>>>
pub mod bench;
pub mod demo;

pub use bench::*;
pub use demo::*;

use crate::cli::Commands;
use crate::services::{ConsoleBenchmarkReporter, DefaultRunnerConfig};
use crate::App;
use anyhow::Result;
use std::io::Write;

/// サブコマンドを実行する
pub fn execute(command: Commands) -> Result<()> {
    match command {
        Commands::All { iterations } => execute_all(iterations),
        Commands::Bench {
            iterations,
            json,
            quiet,
        } => execute_bench(iterations, json, quiet, true).map(|_| ()),
        Commands::Demo => execute_demo(),
    }
}

/// ベンチマークに続けてデモンストレーションを実行する
fn execute_all(iterations: u64) -> Result<()> {
    let config = DefaultRunnerConfig::new(iterations);
    config.validate()?;

    let app = App::new(config, ConsoleBenchmarkReporter::new());
    let stdout = std::io::stdout();
    let mut out = stdout.lock();
    let result = app.run(&mut out).map(|_| ());
    out.flush()?;
    result
}
//! パフォーマンス測定とベンチマークモジュール
//!
//! クロージャ束縛・プレーン・委譲の各レコードの構築と fullName 呼び出しを
//! 同じ反復回数で計測し、比較する

pub mod performance_comparison;
pub mod runner;
pub mod workload;

pub use performance_comparison::{ComparisonReport, PerformanceComparison, ReportEntry};
pub use runner::BenchmarkRunner;
pub use workload::{standard_workloads, LabeledWorkload};
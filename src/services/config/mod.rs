// 設定管理機能
// ベンチマーク反復回数、レシーバポリシー、報告の有無

pub mod implementations;

// 公開API
pub use implementations::DefaultRunnerConfig;
// ベンチマークランナーの統合テスト

use prototype_bench::benchmarks::{standard_workloads, BenchmarkRunner, LabeledWorkload, PerformanceComparison};
use prototype_bench::services::{DefaultRunnerConfig, NoOpBenchmarkReporter};
use std::cell::RefCell;
use std::rc::Rc;

fn runner(iterations: u64) -> BenchmarkRunner<DefaultRunnerConfig, NoOpBenchmarkReporter> {
    BenchmarkRunner::new(DefaultRunnerConfig::new(iterations), NoOpBenchmarkReporter::new())
}

#[test]
fn test_same_iteration_count_for_every_workload() {
    let results = runner(100).run_all(standard_workloads());

    assert_eq!(results.len(), 3);
    assert!(results.iter().all(|m| m.iterations == 100));
    assert_eq!(results[0].report_line().split(" took: ").next(), Some("Full name"));
}

#[test]
fn test_workload_side_effects_are_local() {
    let counter = Rc::new(RefCell::new(0u64));
    let captured = Rc::clone(&counter);
    let workload = LabeledWorkload::new("counting", move || *captured.borrow_mut() += 1);

    runner(250).run_workload(workload);
    assert_eq!(*counter.borrow(), 250);
}

#[test]
fn test_heavier_unit_is_not_faster() {
    let runner = runner(50_000);
    let light = runner.run("light", || {
        std::hint::black_box(0u8);
    });
    let heavy = runner.run("heavy", || {
        let v: Vec<String> = (0..20).map(|i| format!("item-{i}")).collect();
        std::hint::black_box(v);
    });

    let mut comparison = PerformanceComparison::new();
    comparison.record(light);
    comparison.record(heavy);
    assert_eq!(comparison.fastest().unwrap().description, "light");
}
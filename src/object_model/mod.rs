//! 委譲ベースの動的オブジェクトモデル
//!
//! ハンドルで索引されるアリーナに共有委譲先を登録し、参照時に委譲チェーンを解決する。

pub mod function;
pub mod heap;
pub mod inherit;
pub mod value;

pub use function::{empty_init, init, native, ConstructorInit, NativeBody};
pub use heap::{ObjectHeap, MAX_PROTOTYPE_CHAIN_DEPTH};
pub use inherit::{derive_from, derive_with_create, share_prototype};
pub use value::{arg, Value};
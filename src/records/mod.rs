//! 人物レコードの実装バリエーション
//!
//! 振る舞いの持たせ方が異なる3種類の型付きレコード（ベンチマーク用）と、
//! 動的オブジェクトヒープ上に登録するコンストラクタ群を提供する。

pub mod closure_bound;
pub mod constructors;
pub mod delegated;
pub mod plain;

pub use closure_bound::{BoundBehavior, ClosurePerson};
pub use constructors::{get_full_name, register_person_constructors, PersonConstructors};
pub use delegated::{
    DelegatedBehavior, DelegatedPerson, EmployeePrototype, EmployeeRecord, PersonPrototype,
    SharedList,
};
pub use plain::{full_name, PlainPerson};

/// 姓名フィールドを読み取れるレコード
pub trait NamedRecord {
    fn first_name(&self) -> &str;
    fn last_name(&self) -> &str;
}

/// 姓名フィールドの組
#[derive(Debug, Clone, PartialEq, Eq)]
pub struct PersonFields {
    pub first_name: String,
    pub last_name: String,
}

impl PersonFields {
    pub fn new(first_name: impl Into<String>, last_name: impl Into<String>) -> Self {
        Self {
            first_name: first_name.into(),
            last_name: last_name.into(),
        }
    }

    /// `firstName + " " + lastName`
    pub fn joined(&self) -> String {
        format!("{} {}", self.first_name, self.last_name)
    }
}

impl NamedRecord for PersonFields {
    fn first_name(&self) -> &str {
        &self.first_name
    }

    fn last_name(&self) -> &str {
        &self.last_name
    }
}
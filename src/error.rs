// Copyright (c) 2026 Bountyy Oy. All rights reserved.
// This software is proprietary and confidential.

//! Error types for synchttp
//!
//! Requests report failures through two channels that never overlap:
//!
//! - [`ErrorCode`] values land in [`HttpClient::last_error`](crate::HttpClient::last_error)
//!   for local validation failures and best-effort steps that did not stop the call.
//! - A [`RequestAbort`] tag lands in [`Response::error`](crate::Response::error)
//!   when a step the request cannot continue without fails.
//!
//! [`Error`] covers the remaining fallible API: configuration loading and body decoding.

use std::fmt;

use thiserror::Error;

/// Result type alias for synchttp operations
pub type Result<T> = std::result::Result<T, Error>;

/// Main error type for configuration and body decoding
#[derive(Error, Debug)]
pub enum Error {
    /// I/O error
    #[error("I/O error: {0}")]
    Io(#[from] std::io::Error),

    /// Serialization error
    #[error("Serialization error: {0}")]
    Serialization(#[from] serde_json::Error),

    /// Configuration error
    #[error("Configuration error: {0}")]
    Config(String),

    /// Generic error
    #[error("{0}")]
    Other(String),
}

impl From<String> for Error {
    fn from(s: String) -> Self {
        Error::Other(s)
    }
}

impl From<&str> for Error {
    fn from(s: &str) -> Self {
        Error::Other(s.to_string())
    }
}

/// Numeric error code reported by the engine or by local validation.
///
/// The values follow the Win32/WinHTTP numbering so codes stay comparable
/// with logs produced by native clients.
#[derive(Debug, Clone, Copy, PartialEq, Eq, Hash, Default)]
pub struct ErrorCode(pub u32);

impl ErrorCode {
    pub const SUCCESS: ErrorCode = ErrorCode(0);
    pub const PATH_NOT_FOUND: ErrorCode = ErrorCode(3);
    pub const INVALID_PARAMETER: ErrorCode = ErrorCode(87);
    pub const INSUFFICIENT_BUFFER: ErrorCode = ErrorCode(122);
    pub const TIMEOUT: ErrorCode = ErrorCode(12002);
    pub const INVALID_URL: ErrorCode = ErrorCode(12005);
    pub const UNRECOGNIZED_SCHEME: ErrorCode = ErrorCode(12006);
    pub const NAME_NOT_RESOLVED: ErrorCode = ErrorCode(12007);
    pub const INVALID_OPTION: ErrorCode = ErrorCode(12009);
    pub const INCORRECT_HANDLE_STATE: ErrorCode = ErrorCode(12019);
    pub const CANNOT_CONNECT: ErrorCode = ErrorCode(12029);
    pub const CONNECTION_ERROR: ErrorCode = ErrorCode(12030);
    pub const INVALID_HEADER: ErrorCode = ErrorCode(12153);
    pub const AUTO_PROXY_SERVICE_ERROR: ErrorCode = ErrorCode(12178);

    /// Raw numeric value
    pub fn as_u32(self) -> u32 {
        self.0
    }

    /// Check if this code signals success
    pub fn is_success(self) -> bool {
        self == Self::SUCCESS
    }
}

impl fmt::Display for ErrorCode {
    fn fmt(&self, f: &mut fmt::Formatter<'_>) -> fmt::Result {
        write!(f, "{}", self.0)
    }
}

impl From<ErrorCode> for u32 {
    fn from(code: ErrorCode) -> Self {
        code.0
    }
}

/// Failure reported by an [`Engine`](crate::engine::Engine) call
#[derive(Error, Debug, Clone, PartialEq, Eq)]
#[error("engine error {code}: {message}")]
pub struct EngineError {
    /// Engine error code
    pub code: ErrorCode,
    /// Human readable detail
    pub message: String,
    /// Buffer size needed, set with [`ErrorCode::INSUFFICIENT_BUFFER`]
    pub required_size: Option<usize>,
}

impl EngineError {
    /// Create a new engine error
    pub fn new(code: ErrorCode, message: impl Into<String>) -> Self {
        Self {
            code,
            message: message.into(),
            required_size: None,
        }
    }

    /// Two-phase query probe result: the caller's buffer needs `required` bytes
    pub fn insufficient_buffer(required: usize) -> Self {
        Self {
            code: ErrorCode::INSUFFICIENT_BUFFER,
            message: format!("buffer too small, {} bytes required", required),
            required_size: Some(required),
        }
    }

    /// Handle used out of order
    pub fn handle_state(message: impl Into<String>) -> Self {
        Self::new(ErrorCode::INCORRECT_HANDLE_STATE, message)
    }

    /// Check if this is the "buffer too small" probe answer
    pub fn is_insufficient_buffer(&self) -> bool {
        self.code == ErrorCode::INSUFFICIENT_BUFFER
    }
}

/// Result type for engine calls
pub type EngineResult<T> = std::result::Result<T, EngineError>;

/// Fatal request failure. Its `Display` text is what lands in `Response::error`.
#[derive(Error, Debug, Clone, PartialEq, Eq)]
pub enum RequestAbort {
    #[error("URL parse failed")]
    CrackUrl(EngineError),

    #[error("connect failed")]
    Connect(EngineError),

    #[error("open request failed")]
    OpenRequest(EngineError),

    #[error("send request failed")]
    Send(EngineError),

    #[error("receive response failed")]
    ReceiveResponse(EngineError),
}

impl RequestAbort {
    /// Engine error that caused the abort
    pub fn engine_error(&self) -> &EngineError {
        match self {
            RequestAbort::CrackUrl(e)
            | RequestAbort::Connect(e)
            | RequestAbort::OpenRequest(e)
            | RequestAbort::Send(e)
            | RequestAbort::ReceiveResponse(e) => e,
        }
    }
}

#[cfg(test)]
mod tests {
    use super::*;

    #[test]
    fn test_abort_tags() {
        let cause = EngineError::new(ErrorCode::CANNOT_CONNECT, "refused");

        assert_eq!(RequestAbort::CrackUrl(cause.clone()).to_string(), "URL parse failed");
        assert_eq!(RequestAbort::Send(cause.clone()).to_string(), "send request failed");
        assert_eq!(
            RequestAbort::ReceiveResponse(cause.clone()).engine_error().code,
            ErrorCode::CANNOT_CONNECT
        );
    }

    #[test]
    fn test_insufficient_buffer() {
        let err = EngineError::insufficient_buffer(42);

        assert!(err.is_insufficient_buffer());
        assert_eq!(err.required_size, Some(42));
        assert_eq!(err.code.as_u32(), 122);
    }

    #[test]
    fn test_error_code_display() {
        assert_eq!(ErrorCode::INVALID_PARAMETER.to_string(), "87");
        assert!(ErrorCode::default().is_success());
    }
}
#[cfg(test)]
mod tests {
    use std::collections::HashMap;

    use super::*;

    fn session() -> ReqwestSession {
        ReqwestEngine
            .open_session(&SessionOptions {
                user_agent: "test-agent".to_string(),
                proxy_mode: ProxyMode::Default,
                timeouts: Timeouts {
                    resolve_ms: 0,
                    connect_ms: 1000,
                    send_ms: 1000,
                    receive_ms: 1000,
                },
            })
            .unwrap()
    }

    fn open(method: &str) -> ReqwestRequest {
        let engine = ReqwestEngine;
        let connection = engine.connect(&session(), "example.com", 443).unwrap();
        engine.open_request(&connection, method, "/a?b=1", true).unwrap()
    }

    #[test]
    fn test_crack_url() {
        let parts = ReqwestEngine
            .crack_url("https://example.com/search?q=1#frag")
            .unwrap();
        assert_eq!(parts.scheme, Scheme::Https);
        assert_eq!(parts.host, "example.com");
        assert_eq!(parts.port, 443);
        assert_eq!(parts.path, "/search?q=1");

        let parts = ReqwestEngine.crack_url("http://127.0.0.1:8080").unwrap();
        assert_eq!(parts.port, 8080);
        assert_eq!(parts.path, "/");
    }

    #[test]
    fn test_crack_url_rejects() {
        let err = ReqwestEngine.crack_url("ftp://example.com/").unwrap_err();
        assert_eq!(err.code, ErrorCode::UNRECOGNIZED_SCHEME);

        let err = ReqwestEngine.crack_url("not a url").unwrap_err();
        assert_eq!(err.code, ErrorCode::INVALID_URL);
    }

    #[test]
    fn test_open_request_url() {
        let request = open("PATCH");
        assert_eq!(request.url, "https://example.com:443/a?b=1");
        assert_eq!(request.method, Method::PATCH);
    }

    #[test]
    fn test_add_headers_coalesce() {
        let mut request = open("GET");
        ReqwestEngine
            .add_headers(
                &mut request,
                "Accept: text/html\r\nX-Trace: a\r\naccept: */*\r\n\r\n",
                HeaderMerge::CoalesceWithSemicolon,
            )
            .unwrap();

        assert_eq!(
            request.headers,
            vec![
                ("Accept".to_string(), "text/html; */*".to_string()),
                ("X-Trace".to_string(), "a".to_string()),
            ]
        );
    }

    #[test]
    fn test_add_headers_rejects_malformed() {
        let mut request = open("GET");
        let err = ReqwestEngine
            .add_headers(&mut request, "no colon here\r\n", HeaderMerge::CoalesceWithSemicolon)
            .unwrap_err();
        assert_eq!(err.code, ErrorCode::INVALID_HEADER);
        assert!(request.headers.is_empty());
    }

    #[test]
    fn test_out_of_order_calls() {
        let mut request = open("POST");

        let err = ReqwestEngine.write_data(&mut request, b"body").unwrap_err();
        assert_eq!(err.code, ErrorCode::INCORRECT_HANDLE_STATE);

        let err = ReqwestEngine
            .query_headers(&request, HeaderQuery::StatusCode, &mut [])
            .unwrap_err();
        assert_eq!(err.code, ErrorCode::INCORRECT_HANDLE_STATE);

        let err = ReqwestEngine.data_available(&mut request).unwrap_err();
        assert_eq!(err.code, ErrorCode::INCORRECT_HANDLE_STATE);
    }

    #[test]
    fn test_set_options() {
        let mut request = open("GET");
        let engine = ReqwestEngine;

        engine
            .set_option(&mut request, RequestOption::SecurityFlags(SecurityFlags::accept_all()))
            .unwrap();
        engine
            .set_option(&mut request, RequestOption::DisableRedirects)
            .unwrap();
        engine
            .set_option(
                &mut request,
                RequestOption::Proxy(ProxyInfo::named("proxy.local:3128")),
            )
            .unwrap();

        assert!(request.security.contains(SecurityFlags::IGNORE_UNKNOWN_CA));
        assert!(!request.follow_redirects);
        assert_eq!(request.proxy, Some(ProxyInfo::named("proxy.local:3128")));
    }

    #[test]
    fn test_proxy_endpoint() {
        assert_eq!(
            proxy_endpoint("proxy.local:3128").unwrap(),
            ("proxy.local".to_string(), 3128)
        );
        assert_eq!(
            proxy_endpoint("http://10.0.0.1:8080").unwrap(),
            ("10.0.0.1".to_string(), 8080)
        );
    }

    #[test]
    fn test_connect_timeout_budget() {
        let timeouts = Timeouts {
            resolve_ms: 500,
            connect_ms: 1000,
            send_ms: 0,
            receive_ms: 0,
        };
        assert_eq!(connect_timeout(&timeouts), Some(Duration::from_millis(1500)));

        let unlimited = Timeouts {
            connect_ms: 0,
            ..timeouts
        };
        assert_eq!(connect_timeout(&unlimited), None);
    }

    #[test]
    fn test_title_case() {
        assert_eq!(title_case("set-cookie"), "Set-Cookie");
        assert_eq!(title_case("x-request-id"), "X-Request-Id");
        assert_eq!(title_case("etag"), "Etag");
    }

    #[test]
    fn test_canonical_name_special_cases() {
        assert_eq!(canonical_name("etag"), "ETag");
        assert_eq!(canonical_name("www-authenticate"), "WWW-Authenticate");
        assert_eq!(canonical_name("x-xss-protection"), "X-XSS-Protection");
        assert_eq!(canonical_name("content-type"), "Content-Type");
        assert_eq!(canonical_name("proxy-authenticate"), "Proxy-Authenticate");
    }

    fn vars(pairs: &[(&str, &str)]) -> impl Fn(&str) -> Option<String> {
        let map: HashMap<String, String> = pairs
            .iter()
            .map(|(k, v)| (k.to_string(), v.to_string()))
            .collect();
        move |name| map.get(name).cloned()
    }

    #[test]
    fn test_environment_hop_uses_scheme_proxy() {
        let lookup = vars(&[("HTTPS_PROXY", "corp:8080")]);
        assert_eq!(
            environment_hop("example.com", true, &lookup),
            Some(("corp".to_string(), 8080))
        );
        assert_eq!(environment_hop("example.com", false, &lookup), None);
    }

    #[test]
    fn test_environment_hop_all_proxy_fallback() {
        let lookup = vars(&[("all_proxy", "http://10.0.0.9:3128")]);
        assert_eq!(
            environment_hop("example.com", false, &lookup),
            Some(("10.0.0.9".to_string(), 3128))
        );
        assert_eq!(environment_hop("example.com", false, vars(&[])), None);
    }

    #[test]
    fn test_environment_hop_honours_no_proxy() {
        let lookup = vars(&[
            ("HTTP_PROXY", "corp:8080"),
            ("NO_PROXY", "localhost,.internal"),
        ]);
        assert_eq!(environment_hop("api.internal", false, &lookup), None);
        assert_eq!(environment_hop("localhost", false, &lookup), None);
        assert_eq!(
            environment_hop("example.com", false, &lookup),
            Some(("corp".to_string(), 8080))
        );
    }

    #[test]
    fn test_bypass_matches() {
        assert!(bypass_matches("*", "example.com"));
        assert!(bypass_matches("*.local;<local>", "printer"));
        assert!(bypass_matches("*.local;<local>", "nas.local"));
        assert!(bypass_matches("Example.COM", "example.com"));
        assert!(!bypass_matches("*.local;<local>", "example.com"));
        assert!(!bypass_matches("ample.com", "example.com"));
        assert!(!bypass_matches("", "example.com"));
    }
}
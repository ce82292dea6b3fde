// Copyright (c) 2026 Bountyy Oy. All rights reserved.
// This software is proprietary and confidential.

//! Client configuration

use std::path::Path;

use serde::{Deserialize, Serialize};

use super::DEFAULT_USER_AGENT;
use crate::engine::Timeouts;
use crate::error::{Error, Result};

/// HTTP client configuration
#[derive(Debug, Clone, PartialEq, Eq, Serialize, Deserialize)]
#[serde(default)]
pub struct ClientConfig {
    /// Route requests through `proxy_host`
    pub use_proxy: bool,
    /// Named proxy, `host:port`
    pub proxy_host: String,
    /// Proxy username, sent only when non-empty
    pub proxy_username: String,
    /// Proxy password, sent only with a username
    pub proxy_password: String,
    /// User agent string
    pub user_agent: String,
    /// Validate TLS certificates; when false any chain, name or date is accepted
    pub verify_tls: bool,
    /// Per-primitive timeouts
    pub timeouts: Timeouts,
}

impl Default for ClientConfig {
    fn default() -> Self {
        Self {
            use_proxy: false,
            proxy_host: String::new(),
            proxy_username: String::new(),
            proxy_password: String::new(),
            user_agent: DEFAULT_USER_AGENT.to_string(),
            verify_tls: false,
            timeouts: Timeouts::default(),
        }
    }
}

impl ClientConfig {
    /// Create a new client config
    pub fn new() -> Self {
        Self::default()
    }

    /// Load a config from a JSON file; missing fields take their defaults
    pub fn from_json_file(path: impl AsRef<Path>) -> Result<Self> {
        let path = path.as_ref();
        let raw = std::fs::read_to_string(path)?;
        let config: Self = serde_json::from_str(&raw)?;
        config.validate()?;
        Ok(config)
    }

    /// Check the settings a request cannot work without
    pub fn validate(&self) -> Result<()> {
        if self.user_agent.is_empty() {
            return Err(Error::Config("user_agent must not be empty".to_string()));
        }
        if self.use_proxy && self.proxy_host.is_empty() {
            return Err(Error::Config(
                "use_proxy is set but proxy_host is empty".to_string(),
            ));
        }
        Ok(())
    }

    /// Enable/disable the named proxy
    pub fn use_proxy(mut self, use_proxy: bool) -> Self {
        self.use_proxy = use_proxy;
        self
    }

    /// Set proxy host and credentials
    pub fn proxy(
        mut self,
        host: impl Into<String>,
        username: impl Into<String>,
        password: impl Into<String>,
    ) -> Self {
        self.proxy_host = host.into();
        self.proxy_username = username.into();
        self.proxy_password = password.into();
        self
    }

    /// Set user agent
    pub fn user_agent(mut self, user_agent: impl Into<String>) -> Self {
        self.user_agent = user_agent.into();
        self
    }

    /// Enable/disable certificate validation
    pub fn verify_tls(mut self, verify: bool) -> Self {
        self.verify_tls = verify;
        self
    }

    /// Set timeouts
    pub fn timeouts(mut self, timeouts: Timeouts) -> Self {
        self.timeouts = timeouts;
        self
    }
}
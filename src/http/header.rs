// Copyright (c) 2026 Bountyy Oy. All rights reserved.
// This software is proprietary and confidential.

//! Raw header block parsing

use std::collections::HashMap;

/// Header name to header value. Names keep their received case and the last
/// occurrence of a repeated name wins.
pub type HeaderRecord = HashMap<String, String>;

/// Parse a raw `Name: Value\r\n` header block into a [`HeaderRecord`].
///
/// The first `:` on a line splits name from value and one space after it is
/// skipped. CR, LF and CRLF all end a line. Lines with an empty name or an
/// empty value are dropped, which also drops the status line.
pub fn parse_header_block(raw: &str) -> HeaderRecord {
    let mut record = HeaderRecord::new();
    let mut key = String::new();
    let mut value = String::new();
    let mut after_colon = false;
    let mut just_after_colon = false;
    let mut after_cr = false;

    for ch in raw.chars() {
        let prev_was_cr = std::mem::replace(&mut after_cr, false);

        match ch {
            '\n' if prev_was_cr => {}
            '\r' | '\n' => {
                commit(&mut record, &mut key, &mut value);
                after_colon = false;
                just_after_colon = false;
                after_cr = ch == '\r';
            }
            ':' if !after_colon => {
                after_colon = true;
                just_after_colon = true;
            }
            ' ' if just_after_colon => just_after_colon = false,
            _ if after_colon => {
                just_after_colon = false;
                value.push(ch);
            }
            _ => key.push(ch),
        }
    }

    // Block without a final line terminator
    commit(&mut record, &mut key, &mut value);
    record
}

fn commit(record: &mut HeaderRecord, key: &mut String, value: &mut String) {
    if !key.is_empty() && !value.is_empty() {
        record.insert(std::mem::take(key), std::mem::take(value));
    } else {
        key.clear();
        value.clear();
    }
}
// Copyright (c) 2026 Bountyy Oy. All rights reserved.
// This software is proprietary and confidential.

//! HTTP facade layer
//!
//! Provides the blocking [`HttpClient`], the [`Response`] record it fills in,
//! and the raw header helpers used on that record.

mod client;
mod config;
mod cookie;
mod header;
mod request;
mod response;

pub use client::HttpClient;
pub use config::ClientConfig;
pub use cookie::{extract_cookies, set_cookie_values};
pub use header::{parse_header_block, HeaderRecord};
pub use request::merge_request_headers;
pub use response::{Diagnostic, Response, Step};

/// Default user agent string
pub const DEFAULT_USER_AGENT: &str =
    "Mozilla/5.0 (Windows NT 10.0; Win64; x64) AppleWebKit/537.36 (KHTML, like Gecko) Chrome/110.0.0.0 Safari/537.36 Edg/110.0.1587.50";

/// Start of the request header line built by [`extract_cookies`]
pub const COOKIE_PREFIX: &str = "Cookie: ";

/// Header names as written into request header blocks
pub mod headers {
    pub const CONTENT_LENGTH: &str = "Content-Length";
    pub const CONTENT_TYPE: &str = "Content-Type";
    pub const REFERER: &str = "Referer";
    pub const SET_COOKIE: &str = "Set-Cookie";
}

/// Content types the request builder cares about
pub mod content_types {
    pub const FORM_URLENCODED: &str = "application/x-www-form-urlencoded";
    pub const JSON: &str = "application/json";
}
<<<
[REQUIREMENT]: Return every line of the material in which the word "text" is found.

[SOLUTION FOR THIS PROBLEM]:
/// Fatal request failure. Its `Display` text is what lands in `Response::error`.
                "Accept: text/html\r\nX-Trace: a\r\naccept: */*\r\n\r\n",
                ("Accept".to_string(), "text/html; */*".to_string()),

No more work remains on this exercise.